_Stored data entries_:
//! Color constants and conversions between float and byte color spaces.
//!
//! Colors travel through the pipeline as [`Vec3`] with components nominally
//! in `[0, 1]`. Lighting is free to push components above 1; quantization to
//! bytes clamps first, so overbright results saturate instead of wrapping.

use crate::math::vec3::Vec3;

pub const BLACK: Vec3 = Vec3::new(0.0, 0.0, 0.0);
pub const WHITE: Vec3 = Vec3::new(1.0, 1.0, 1.0);
pub const RED: Vec3 = Vec3::new(1.0, 0.0, 0.0);
pub const GREEN: Vec3 = Vec3::new(0.0, 1.0, 0.0);
pub const BLUE: Vec3 = Vec3::new(0.0, 0.0, 1.0);

/// Dark blue clear color used as the default scene background.
pub const BACKGROUND: Vec3 = Vec3::new(0.1, 0.1, 0.2);

/// Fixed color for wireframe edges.
pub const WIREFRAME: Vec3 = WHITE;

/// Clamps each color component to `[0, 1]`.
#[inline]
pub fn clamp(color: Vec3) -> Vec3 {
    Vec3::new(
        color.x.clamp(0.0, 1.0),
        color.y.clamp(0.0, 1.0),
        color.z.clamp(0.0, 1.0),
    )
}

/// Converts a float color to byte components, clamping then truncating.
#[inline]
pub fn to_bytes(color: Vec3) -> [u8; 3] {
    let clamped = clamp(color);
    [
        (clamped.x * 255.0) as u8,
        (clamped.y * 255.0) as u8,
        (clamped.z * 255.0) as u8,
    ]
}

/// Converts byte components back to a float color in `[0, 1]`.
#[inline]
pub fn from_bytes(r: u8, g: u8, b: u8) -> Vec3 {
    Vec3::new(r as f32 / 255.0, g as f32 / 255.0, b as f32 / 255.0)
}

_Work to be completed_: The expected output is the complete data, repeated exactly.

_Exercise solution_:
//! Color constants and conversions between float and byte color spaces.
//!
//! Colors travel through the pipeline as [`Vec3`] with components nominally
//! in `[0, 1]`. Lighting is free to push components above 1; quantization to
//! bytes clamps first, so overbright results saturate instead of wrapping.

use crate::math::vec3::Vec3;

pub const BLACK: Vec3 = Vec3::new(0.0, 0.0, 0.0);
pub const WHITE: Vec3 = Vec3::new(1.0, 1.0, 1.0);
pub const RED: Vec3 = Vec3::new(1.0, 0.0, 0.0);
pub const GREEN: Vec3 = Vec3::new(0.0, 1.0, 0.0);
pub const BLUE: Vec3 = Vec3::new(0.0, 0.0, 1.0);

/// Dark blue clear color used as the default scene background.
pub const BACKGROUND: Vec3 = Vec3::new(0.1, 0.1, 0.2);

/// Fixed color for wireframe edges.
pub const WIREFRAME: Vec3 = WHITE;

/// Clamps each color component to `[0, 1]`.
#[inline]
pub fn clamp(color: Vec3) -> Vec3 {
    Vec3::new(
        color.x.clamp(0.0, 1.0),
        color.y.clamp(0.0, 1.0),
        color.z.clamp(0.0, 1.0),
    )
}

/// Converts a float color to byte components, clamping then truncating.
#[inline]
pub fn to_bytes(color: Vec3) -> [u8; 3] {
    let clamped = clamp(color);
    [
        (clamped.x * 255.0) as u8,
        (clamped.y * 255.0) as u8,
        (clamped.z * 255.0) as u8,
    ]
}

/// Converts byte components back to a float color in `[0, 1]`.
#[inline]
pub fn from_bytes(r: u8, g: u8, b: u8) -> Vec3 {
    Vec3::new(r as f32 / 255.0, g as f32 / 255.0, b as f32 / 255.0)
}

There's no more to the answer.